We were recently awarded a three year NERC grant to study the evolution and development of reproductive modes, with common lizards as a model organism
Check back early January if you are interested - we will be advertising for a postdoc soon!
Reproductive mode evolution and reversal demonstrate the genetic toolkits of egg-laying and live-bearing
Abstract: Laying eggs or giving birth to live young are two fundamentally different ways for females to produce their offspring. All birds, crocodilians, turtles, monotreme mammals (such as duck-billed platypus), and many lizards and snakes are egg-laying, as were most dinosaurs. In contrast, all placental mammals (like humans), marsupials, and some lizards and snakes are live-bearing. From studying embryos we know that many molecular and developmental aspects of these reproductive modes arose deep within the tree of life. For example, ancient egg-making structures are still retained within mammalian placenta, and the genes activated by pregnancy in lizards are the same as those activated by pregnancy in mammals and seahorses. Yet, clearly, substantial reproductive differences evolved between species; though it is not known how or why because the core genetic controls of these reproductive modes remain unknown. This major and obvious gap in our biological knowledge has persisted into the genomic era - where we can now study the entire DNA sequence of an organism - because we lacked an informative experimental model. Simply put, to test the genetic basis of traits that differ, the definitive experiment is to make a cross between the two different types. In the case of reproductive mode this is usual not possible, because species are too divergent to successfully breed. For example, no one can make a genetic cross of a platypus and a snake to test if the 'egg making DNA' is the same in both species.

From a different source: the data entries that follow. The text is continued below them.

use super::{DataSource, Fetcher, Format};
use crate::datamodel::{RawRow, RawValue};
use crate::error::AnalysisError;
use async_trait::async_trait;
use csv_async::AsyncReaderBuilder;
use futures::StreamExt;
use tracing::debug;

/// Extra lines read beyond the requested row count, for blank lines and the header.
const LINE_SLACK: usize = 20;
/// Lines always read when the line budget allows it.
const MIN_LINES: usize = 50;

const DELIMITER_CANDIDATES: [u8; 4] = [b',', b';', b'\t', b'|'];

/// Keywords opening a PC-Axis file, whose `KEY=value;` lines would otherwise read as records.
const PC_AXIS_PREAMBLE: [&str; 3] = ["CHARSET=", "AXIS-VERSION=", "CODEPAGE="];

/// Samples a delimited text resource line by line.
#[derive(Debug, Clone)]
pub struct CsvFetcher {
    max_lines: usize,
}

impl CsvFetcher {
    pub fn new(max_lines: usize) -> Self {
        Self { max_lines }
    }

    /// Number of lines to read for `max_rows` records, capped by `max_lines`.
    pub fn line_budget(&self, max_rows: usize) -> usize {
        self.max_lines
            .min(max_rows.saturating_add(LINE_SLACK).max(MIN_LINES))
    }
}

#[async_trait]
impl Fetcher for CsvFetcher {
    async fn fetch(
        &self,
        source: &dyn DataSource,
        locator: &str,
        max_rows: usize,
    ) -> Result<Vec<RawRow>, AnalysisError> {
        let lines = source
            .fetch_lines(locator, self.line_budget(max_rows))
            .await?;
        debug!("CSV sampling read {} lines from {}", lines.len(), locator);
        parse_csv_sample(&lines.join("\n"), max_rows).await
    }
}

/// Parses delimited text using its first line as header.
pub async fn parse_csv_sample(text: &str, max_rows: usize) -> Result<Vec<RawRow>, AnalysisError> {
    match text.trim_start().chars().next() {
        None => return Ok(Vec::new()),
        Some('{') | Some('[') => {
            return Err(AnalysisError::parse(
                Format::Csv,
                "payload looks like JSON",
            ));
        }
        Some('<') => {
            return Err(AnalysisError::parse(
                Format::Csv,
                "payload looks like markup",
            ));
        }
        Some(_) => {}
    }
    let start = text.trim_start().to_uppercase();
    if PC_AXIS_PREAMBLE.iter().any(|keyword| start.starts_with(keyword)) {
        return Err(AnalysisError::parse(
            Format::Csv,
            "payload looks like PC-Axis",
        ));
    }

    // csv-async skips empty lines before the header
    let header_line = text
        .lines()
        .find(|line| !line.is_empty())
        .unwrap_or_default();
    let delimiter = sniff_delimiter(header_line);

    let mut reader = AsyncReaderBuilder::new()
        .delimiter(delimiter)
        .has_headers(true)
        .flexible(true)
        .create_reader(text.as_bytes());

    let headers = reader
        .headers()
        .await
        .map_err(|err| AnalysisError::parse(Format::Csv, err))?
        .iter()
        .map(|header| header.trim().to_string())
        .collect::<Vec<_>>();

    let mut rows = Vec::new();
    let mut records = reader.records();
    while rows.len() < max_rows {
        let Some(record) = records.next().await else {
            break;
        };
        let record = record.map_err(|err| AnalysisError::parse(Format::Csv, err))?;
        // Extra fields without a header are dropped, missing ones are backfilled later
        let row = headers
            .iter()
            .zip(record.iter())
            .map(|(header, value)| (header.as_str(), RawValue::from(value.trim())))
            .collect::<RawRow>();
        rows.push(row);
    }

    Ok(rows)
}

/// Most frequent candidate delimiter outside quotes, comma on ties.
pub fn sniff_delimiter(line: &str) -> u8 {
    let mut counts = [0_usize; DELIMITER_CANDIDATES.len()];
    let mut in_quotes = false;
    for byte in line.bytes() {
        if byte == b'"' {
            in_quotes = !in_quotes;
        } else if !in_quotes {
            if let Some(index) = DELIMITER_CANDIDATES.iter().position(|c| *c == byte) {
                counts[index] += 1;
            }
        }
    }

    let mut best = 0;
    for (index, count) in counts.iter().enumerate() {
        if *count > counts[best] {
            best = index;
        }
    }
    DELIMITER_CANDIDATES[best]
}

Our proposal seeks to shed light on the genetic basis of these fundamental reproductive traits using an exceptional species: the humbly-named 'common lizard'. Native to all of Eurasia, including the British Isles, this species harbours a secret underneath its simple brown scales: some populations are egg-laying and others are live-bearing. Like all reptiles, egg-laying is the original, or ancestral, mode. This means that many millions of years ago all common lizard females laid eggs. Then, about three million years ago, some females discarded the egg-laying tactic; no longer encircling their embryos in eggshells, the females retained their babies inside their bodies until fully developed. Why and how this happened is not known, but is presumed to be an adaptation that allowed mothers to better protect their embryos from cold and challenging environments. Amazingly, evolutionary reconstructions suggest that another million years later, some common lizards abandoned the live-bearing strategy and reversed back to egg-laying. Today we have populations with the original egg-laying strategy (mostly in the Alps), the live-bearers (across most of Eurasia), and those few that reversed back to egg-laying from live-bearing (found in the Pyrenees). Importantly, because they are closely related, individuals from all of these populations can interbreed.
To test long-standing ideas about the genetic basis of fundamental reproductive traits, we plan to do controlled functional studies of the different types found within these lizards and make experimental crosses between them. By comparing the two lineages of egg-laying lizards we will be able to identify the genes necessary for egg-laying. This is due to the fact that the core genes should be found in the genomes of both and, if they are shared, these genes should be expressed in similar places and times. Then, using all the information we gain about how and where genes are active, we will use computational approaches to retrace the evolution of 'egg-laying' and 'live-bearing' genes across the history of the entire species. This will reveal how changes in a species' DNA give rise to changes in reproductive mode. Because of the ancient origins and sharing of reproductive genes across species, the lessons learned from these lizards will provide new and valuable insights into the biology, reproductive health, and evolution of all vertebrates.